Anyways… what serialization engine are you using?
@lordofduct I just found a guide online for this, I do not know what the serialization engine is, is that something you can glean from this code?
public void SaveFileInput()
{
SaveFile(PauseScreen.GetComponentInChildren<InputField>().text);
}
public void SaveFile(string name)
{
string destination = Application.persistentDataPath + "/saves/" + name + ".dat";
FileStream file;
if (File.Exists(destination)) file = File.OpenWrite(destination);
else file = File.Create(destination);
BinaryFormatter bf = new BinaryFormatter();
bf.Serialize(file, grid.GetArray());
file.Close();
}
You’re using BinaryFormatter, which is part of Microsoft’s built in System.Runtime.Serialization engine. Which means you’d use the ISerializationSurrogate approach.
Furthermore… BinaryFormatter is considered NOT SECURE.
…
Instead of using BinaryFormatter. You should check out serializing to json (json being a very common format out there having that added benefit).
You can try out the built in JsonUtility:
this gets you very simple support
Alternatively you can tryout the Newtonsoft Json.Net project which is way more robust:
JSON .NET For Unity | Input Management | Unity Asset Store
NOTE - I can not speak for that specific asset store project. Json.Net is actually a non-unity affiliated thing found here:
Json.NET - Newtonsoft
Getting it into unity isn’t exactly straight forward, and the packages/asset store things that are unity related are just 3rd parties doing that leg work on your behalf.
Thanks for the info, I’ll check it out tomorrow
So I have tried using JsonUtility however I found it does not easily support arrays, see here.
That meant that this did not work:
public void SaveFile(string name)
{
string destination = Application.persistentDataPath + "/saves/" + name + ".json";
File.WriteAllText(destination, JsonUtility.ToJson(grid.GetArray()));
}
I tried this, which I thought it meant but clearly I am still doing something wrong here, what am I supposed to do?
[Serializable] public class TileArrayWrapper
{
Tile[,] array;
public TileArrayWrapper(Tile[,] array)
{
this.array = array;
}
}
public void SaveFile(string name)
{
string destination = Application.persistentDataPath + "/saves/" + name + ".json";
File.WriteAllText(destination, JsonUtility.ToJson(new TileArrayWrapper(grid.GetArray())));
}
Before when I said:
I meant that JsonUtility uses the built in serialization.
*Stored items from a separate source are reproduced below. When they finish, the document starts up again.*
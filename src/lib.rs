pub mod actions;
pub mod cards;
pub mod cli;
pub mod display;
pub mod engine;
pub mod equity;
pub mod error;
pub mod hand_evaluator;
pub mod infoset;
pub mod strategy;
pub mod trainer;
pub mod traverse;
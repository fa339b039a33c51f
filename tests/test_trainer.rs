use std::path::Path;

use approx::assert_relative_eq;
use tempfile::tempdir;

use poker_cfr::cards::Card;
use poker_cfr::engine::TableConfig;
use poker_cfr::equity::EquityProvider;
use poker_cfr::error::CfrResult;
use poker_cfr::trainer::*;

/// Stronger-looking hole cards get more equity; no simulation.
struct HighCard;

impl EquityProvider for HighCard {
    fn equity(&self, hole: &[Card; 2], _board: &[Card], _iterations: usize) -> CfrResult<f64> {
        let top = hole[0].value().max(hole[1].value()) as f64;
        Ok((top - 2.0) / 12.0)
    }
}

fn tiny_config(dir: &Path) -> TrainerConfig {
    TrainerConfig {
        iterations: 2,
        traversals_per_iter: 4,
        workers: 2,
        eval_traversals: 2,
        seed: 17,
        output_dir: dir.to_path_buf(),
        table: TableConfig {
            small_blind: 1,
            big_blind: 2,
            starting_stack: 10,
        },
        equity_iterations: [20; 4],
        ..TrainerConfig::default()
    }
}

#[test]
fn test_train_writes_tables_and_reports() {
    let dir = tempdir().unwrap();
    let trainer = Trainer::new(tiny_config(dir.path())).unwrap();
    let reports = trainer.train().unwrap();

    // One evaluation after each traverse player's barrier.
    assert_eq!(reports.len(), 4);
    for (i, report) in reports.iter().enumerate() {
        assert_eq!(report.step, i);
        assert!(report.mean_mbb >= -1e-6);
        assert!(report.stdev_mbb >= 0.0);
        assert!(report.regret_sizes[0] > 0);
        assert!(report.avg_strategy_size > 0);
    }
    assert_eq!(reports[0].regret_sizes[1], 0);
    assert!(reports[1].regret_sizes[1] > 0);

    let paths = trainer.paths();
    assert!(paths.regrets[0].exists());
    assert!(paths.regrets[1].exists());
    assert!(paths.avg_strategy.exists());

    let text = std::fs::read_to_string(&paths.reports).unwrap();
    let saved: Vec<EvalReport> = serde_json::from_str(&text).unwrap();
    assert_eq!(saved, reports);
}

#[test]
fn test_fresh_tables_evaluate_uniform_play() {
    let dir = tempdir().unwrap();
    let trainer = Trainer::new(tiny_config(dir.path()))
        .unwrap()
        .with_equity_provider(Box::new(HighCard));
    let snapshot = trainer.load().unwrap();
    assert!(snapshot.regrets[0].is_empty());
    assert!(snapshot.avg_strategy.is_empty());

    let report = trainer.evaluate_with(0, 3).unwrap();
    assert!(report.mean_mbb > 0.0);
    assert_eq!(report.regret_sizes, [0, 0]);
}

#[test]
fn test_accumulate_regret_merges_worker_deltas() {
    let dir = tempdir().unwrap();
    let trainer = Trainer::new(tiny_config(dir.path()))
        .unwrap()
        .with_equity_provider(Box::new(HighCard));

    let nodes = trainer.accumulate_regret(0, 0).unwrap();
    assert!(nodes > 0);
    let snapshot = trainer.load().unwrap();
    assert!(!snapshot.regrets[0].is_empty());
    assert!(snapshot.regrets[1].is_empty());
    assert!(!snapshot.avg_strategy.is_empty());

    trainer.accumulate_regret(0, 1).unwrap();
    assert!(!trainer.load().unwrap().regrets[1].is_empty());
}

#[test]
fn test_workers_share_one_snapshot_per_iteration() {
    let dir = tempdir().unwrap();
    let trainer = Trainer::new(tiny_config(dir.path()))
        .unwrap()
        .with_equity_provider(Box::new(HighCard));
    trainer.accumulate_regret(0, 0).unwrap();
    trainer.accumulate_regret(0, 1).unwrap();

    // Replay every worker against the tables as they stood before the merge.
    let before = trainer.load().unwrap();
    let mut expected = before.clone();
    for (worker_id, &count) in trainer.worker_shares().iter().enumerate() {
        let (deltas, _) = trainer.collect_deltas(&before, 1, 0, worker_id, count).unwrap();
        expected.regrets[0].merge(&deltas.regrets[0]);
        expected.avg_strategy.merge(&deltas.avg_strategy);
    }

    trainer.accumulate_regret(1, 0).unwrap();
    let after = trainer.load().unwrap();
    for (table, want) in [
        (&after.regrets[0], &expected.regrets[0]),
        (&after.avg_strategy, &expected.avg_strategy),
    ] {
        assert_eq!(table.size(), want.size());
        for (key, values) in want.iter() {
            let got = table.get_regret(key).unwrap();
            for (g, w) in got.iter().zip(values.iter()) {
                assert_relative_eq!(*g, *w, epsilon = 1e-9, max_relative = 1e-9);
            }
        }
    }
    assert_eq!(after.regrets[1].size(), before.regrets[1].size());
}

#[test]
fn test_resume_keeps_tables() {
    let dir = tempdir().unwrap();
    let config = tiny_config(dir.path());
    {
        let trainer = Trainer::new(config.clone())
            .unwrap()
            .with_equity_provider(Box::new(HighCard));
        trainer.accumulate_regret(0, 0).unwrap();
    }
    let before = Trainer::new(config.clone()).unwrap().load().unwrap();
    assert!(!before.regrets[0].is_empty());

    let restarted = Trainer::new(TrainerConfig {
        resume: false,
        ..config
    })
    .unwrap();
    let after = restarted.load().unwrap();
    assert!(after.regrets[0].is_empty());
    assert!(after.avg_strategy.is_empty());
}

#[test]
fn test_single_worker_runs_are_reproducible() {
    let run = || {
        let dir = tempdir().unwrap();
        let config = TrainerConfig {
            workers: 1,
            ..tiny_config(dir.path())
        };
        let trainer = Trainer::new(config)
            .unwrap()
            .with_equity_provider(Box::new(HighCard));
        trainer.train().unwrap()
    };
    assert_eq!(run(), run());
}

#[test]
fn test_config_from_json_file() {
    let dir = tempdir().unwrap();
    let path = dir.path().join("cfr.json");
    std::fs::write(
        &path,
        r#"{
            "iterations": 7,
            "workers": 3,
            "table": {"small_blind": 5, "big_blind": 10, "starting_stack": 1000},
            "menu": {"pot_fractions": [0.33, 0.75, 1.5], "max_actions_per_street": 6}
        }"#,
    )
    .unwrap();

    let config = TrainerConfig::from_json_file(&path).unwrap();
    assert_eq!(config.iterations, 7);
    assert_eq!(config.workers, 3);
    assert_eq!(config.table.big_blind, 10);
    assert_eq!(config.menu.max_actions_per_street, 6);
    assert_eq!(config.traversals_per_iter, TrainerConfig::default().traversals_per_iter);
    assert!(config.validate().is_ok());
}

#[test]
fn test_invalid_config_is_rejected() {
    let dir = tempdir().unwrap();
    let config = TrainerConfig {
        equity_iterations: [20, 0, 20, 20],
        ..tiny_config(dir.path())
    };
    assert!(Trainer::new(config).is_err());

    let config = TrainerConfig {
        uniform_threshold: -1.0,
        ..tiny_config(dir.path())
    };
    assert!(Trainer::new(config).is_err());
}
fn main() {
    poker_cfr::cli::run();
}
//! Hand equity.
//!
//! Monte Carlo win probability of two hole cards on a partial board, either
//! against a known hand or against a uniformly random holding. Traversals do
//! not call this directly: an [`EquityTable`] is built once per deal and the
//! infoset layer reads from it.
//!
//! Simulations run in fixed-size chunks on the rayon pool, each chunk with
//! its own `StdRng` derived from the seed and the cards, so results are
//! reproducible regardless of thread scheduling.

use std::cmp::Ordering;
use std::fmt;

use rand::rngs::StdRng;
use rand::seq::SliceRandom;
use rand::SeedableRng;
use rayon::prelude::*;

use crate::cards::{Card, Deck};
use crate::engine::{Deal, FLOP, PREFLOP, RIVER, TURN};
use crate::error::{CfrError, CfrResult};
use crate::hand_evaluator::evaluate_hand;

const CHUNK: usize = 256;

pub struct EquityResult {
    pub win: f64,
    pub tie: f64,
    pub lose: f64,
    pub simulations: usize,
}

impl EquityResult {
    pub fn equity(&self) -> f64 {
        self.win + self.tie / 2.0
    }
}

impl fmt::Display for EquityResult {
    fn fmt(&self, f: &mut fmt::Formatter<'_>) -> fmt::Result {
        write!(
            f,
            "Win {:.1}% | Tie {:.1}% | Lose {:.1}% (equity: {:.1}%)",
            self.win * 100.0,
            self.tie * 100.0,
            self.lose * 100.0,
            self.equity() * 100.0,
        )
    }
}

// ---------------------------------------------------------------------------
// Provider contract
// ---------------------------------------------------------------------------

/// Scalar win probability in `[0, 1]` for `hole` on `board`.
pub trait EquityProvider: Sync {
    fn equity(&self, hole: &[Card; 2], board: &[Card], iterations: usize) -> CfrResult<f64>;
}

/// Monte Carlo equity against a random opponent holding.
#[derive(Debug, Clone, Copy, Default)]
pub struct MonteCarloEquity {
    pub seed: u64,
}

impl MonteCarloEquity {
    pub fn new(seed: u64) -> Self {
        MonteCarloEquity { seed }
    }
}

impl EquityProvider for MonteCarloEquity {
    fn equity(&self, hole: &[Card; 2], board: &[Card], iterations: usize) -> CfrResult<f64> {
        Ok(equity_vs_random(hole, board, iterations, self.seed)?.equity())
    }
}

// ---------------------------------------------------------------------------
// Simulation
// ---------------------------------------------------------------------------

/// Mix the seed with the known cards so distinct spots draw distinct streams.
fn spot_seed(seed: u64, known: &[Card]) -> u64 {
    known.iter().fold(seed ^ 0x9E37_79B9_7F4A_7C15, |acc, c| {
        acc.wrapping_mul(53).wrapping_add(c.index() as u64 + 1)
    })
}

fn simulate(
    hero: &[Card; 2],
    villain: Option<&[Card; 2]>,
    board: &[Card],
    simulations: usize,
    seed: u64,
) -> CfrResult<EquityResult> {
    if board.len() > 5 {
        return Err(CfrError::InvalidBoardNotation(format!(
            "board has {} cards",
            board.len()
        )));
    }
    if simulations == 0 {
        return Err(CfrError::InvalidConfig(
            "equity needs at least one simulation".to_string(),
        ));
    }

    let mut dead: Vec<Card> = hero.to_vec();
    if let Some(v) = villain {
        dead.extend_from_slice(v);
    }
    dead.extend_from_slice(board);
    let remaining = Deck::without(&dead).cards;
    let runout_len = 5 - board.len();
    let draw = runout_len + if villain.is_some() { 0 } else { 2 };
    if remaining.len() < draw {
        return Err(CfrError::NotEnoughDeck {
            requested: draw,
            available: remaining.len(),
        });
    }

    let base_seed = spot_seed(seed, &dead);
    let chunks = simulations.div_ceil(CHUNK);

    let results: Vec<(u64, u64, u64)> = (0..chunks)
        .into_par_iter()
        .map(|chunk| -> CfrResult<(u64, u64, u64)> {
            let mut rng = StdRng::seed_from_u64(base_seed.wrapping_add(chunk as u64));
            let mut deck = remaining.clone();
            let mut full_board: Vec<Card> = Vec::with_capacity(5);
            let n = CHUNK.min(simulations - chunk * CHUNK);
            let (mut wins, mut ties, mut losses) = (0u64, 0u64, 0u64);

            for _ in 0..n {
                let (drawn, _) = deck.partial_shuffle(&mut rng, draw);
                full_board.clear();
                full_board.extend_from_slice(board);
                full_board.extend_from_slice(&drawn[..runout_len]);
                let opponent = match villain {
                    Some(v) => *v,
                    None => [drawn[runout_len], drawn[runout_len + 1]],
                };

                let r1 = evaluate_hand(hero, &full_board)?;
                let r2 = evaluate_hand(&opponent, &full_board)?;
                match r1.cmp(&r2) {
                    Ordering::Greater => wins += 1,
                    Ordering::Equal => ties += 1,
                    Ordering::Less => losses += 1,
                }
            }
            Ok((wins, ties, losses))
        })
        .collect::<CfrResult<Vec<_>>>()?;

    let (wins, ties, losses) = results
        .iter()
        .fold((0u64, 0u64, 0u64), |acc, &(w, t, l)| {
            (acc.0 + w, acc.1 + t, acc.2 + l)
        });

    let total = (wins + ties + losses) as f64;
    Ok(EquityResult {
        win: wins as f64 / total,
        tie: ties as f64 / total,
        lose: losses as f64 / total,
        simulations: total as usize,
    })
}

/// Equity of `hero` against a known `villain` hand.
pub fn equity_vs_hand(
    hero: &[Card; 2],
    villain: &[Card; 2],
    board: &[Card],
    simulations: usize,
    seed: u64,
) -> CfrResult<EquityResult> {
    simulate(hero, Some(villain), board, simulations, seed)
}

/// Equity of `hero` against a uniformly random holding from the live deck.
pub fn equity_vs_random(
    hero: &[Card; 2],
    board: &[Card],
    simulations: usize,
    seed: u64,
) -> CfrResult<EquityResult> {
    simulate(hero, None, board, simulations, seed)
}

// ---------------------------------------------------------------------------
// Per-deal table
// ---------------------------------------------------------------------------

/// Equity of each player on each street of one deal, indexed by street index.
#[derive(Debug, Clone, Copy, PartialEq, Default)]
pub struct EquityTable {
    values: [[f64; 4]; 2],
}

impl EquityTable {
    pub fn from_values(values: [[f64; 4]; 2]) -> Self {
        EquityTable { values }
    }

    /// Evaluate both players on every street of `deal`.
    pub fn precompute(
        deal: &Deal,
        provider: &dyn EquityProvider,
        iterations: &[usize; 4],
    ) -> CfrResult<Self> {
        let mut values = [[0.0; 4]; 2];
        for (player, row) in values.iter_mut().enumerate() {
            let hole = &deal.hands()[player];
            for (idx, street) in [PREFLOP, FLOP, TURN, RIVER].into_iter().enumerate() {
                row[idx] = provider.equity(hole, deal.board(street), iterations[idx])?;
            }
        }
        Ok(EquityTable { values })
    }

    pub fn get(&self, player: usize, street_index: usize) -> f64 {
        self.values[player][street_index]
    }
}

#[cfg(test)]
mod tests {
    use super::*;
    use crate::cards::parse_board;

    #[test]
    fn spot_seed_depends_on_cards() {
        let a = parse_board("AsKs").unwrap();
        let b = parse_board("AsKd").unwrap();
        assert_ne!(spot_seed(1, &a), spot_seed(1, &b));
        assert_eq!(spot_seed(1, &a), spot_seed(1, &a));
    }
}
This means it has the same restrictions as the serialization used for say your assets (what shows in the editor).
This means you must follow the same rules as that. So like 2d arrays aren’t supported, just like how they’re not in the editor.
There is another limitation (which is inherent to the unity serialization system, it’s just there you never run into it incidentally because everything serialized is rooted by a UnityEngine.Object of some sort).
The root object must be that… an object.
I know, json supports string/int/array as the root.
But unity doesn’t like it. The root MUST be an object (so like a class/struct).
So if you want to serialize an array you must create some type to root that array inside.
public class Token
{
public string[] Values;
}
In your case you can flatten your array and stick it in some class if you want.
OR
You can use Newtonsoft Json.Net which is more robust, like I said before.
But again, there are ALWAYS limitations to serialization. Rules that must be followed. It’s best to consult the documentation for whatever serialization library you decide using. This is why I linked to the documentation behind each library/engine I described.
@lordofduct Did you read my comment? I did put the array in a new class, but it still returned a blank json.
That was just added data, me pointing out other limitations of the serializer you chose.
My main point is that 2d arrays aren’t supported.
Another limitation to point out… private fields aren’t serialized unless marked with the [SerializeField] attribute:
These limitations pertain to JsonUtility in Unity. If you use say newtonsoft json.net, the limitations are different and you must consult that documentation instead.
I have finally got this to work completely with the Newtonsoft json.net. It seems the built in tools are just pretty rubbish.